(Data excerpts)
==============================

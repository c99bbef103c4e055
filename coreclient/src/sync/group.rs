// SPDX-FileCopyrightText: 2025 Phoenix R&D GmbH <hello@phnx.im>
//
// SPDX-License-Identifier: AGPL-3.0-or-later

//! Controller for a multi-party group log. Entries are sealed under the
//! MLS-derived group key, authorship is proven with an anonymous BBS+
//! signature, and each entry carries an access proof under the epoch key.
//! Handshake messages (add/remove/update/welcome) arrive out of band;
//! applying one advances the epoch and yields the `epoch_transition`
//! system operation to append alongside the next entry.

use std::collections::BTreeSet;

use loomcommon::{
    crypto::{
        bbs::{GroupPublicKey, ManagerPrivateKey, MemberCredential},
        epoch::EpochAccessKey,
        identity::IdentityPrivateKey,
        secrets::Secret,
    },
    identifiers::GroupId,
    messages::{
        AppendGroupChainLogRequest, CreateGroupRequest, GroupLogEntry, SystemOp,
        push::PushEvent,
    },
};
use rand_chacha::{ChaCha20Rng, rand_core::SeedableRng as _};
use sqlx::SqlitePool;
use tokio::sync::Mutex;
use tracing::{debug, warn};

use crate::{
    chain::{self, ChainHead, ChainPosition},
    dblog::{self, Action, ReplayEngine},
    groups::{
        GroupError, GroupState,
        entry::{self, EpochKeys},
        messages::GroupMessage,
    },
    store::{StorageBackend, StoreNotification, StoreNotificationsSender, StoreNotifier},
    sync::{LogTransport, SyncError, SyncState},
};

const PAGE_LIMIT: u32 = 100;
const HEAD_INDEX_KEY: &str = "group_head_index";
const HEAD_HASH_KEY: &str = "group_head_hash";

struct Inner {
    head: Option<ChainHead>,
    state: GroupState,
    epoch_keys: Vec<EpochKeys>,
}

/// Sync controller for one group log database.
pub struct GroupLogController<T, S> {
    db_name: String,
    group_id: GroupId,
    identity_key: IdentityPrivateKey,
    credential: MemberCredential,
    group_public_key: GroupPublicKey,
    transport: T,
    storage: S,
    engine: ReplayEngine,
    notifications: StoreNotificationsSender,
    inner: Mutex<Inner>,
}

==============================

* Problem statement: The lines to return run from the one containing "const HEAD_INDEX_KEY: &str" through the last line of the records above. Give them exactly and include nothing more.

* Reply:
const HEAD_INDEX_KEY: &str = "group_head_index";
const HEAD_HASH_KEY: &str = "group_head_hash";

struct Inner {
    head: Option<ChainHead>,
    state: GroupState,
    epoch_keys: Vec<EpochKeys>,
}

/// Sync controller for one group log database.
pub struct GroupLogController<T, S> {
    db_name: String,
    group_id: GroupId,
    identity_key: IdentityPrivateKey,
    credential: MemberCredential,
    group_public_key: GroupPublicKey,
    transport: T,
    storage: S,
    engine: ReplayEngine,
    notifications: StoreNotificationsSender,
    inner: Mutex<Inner>,
}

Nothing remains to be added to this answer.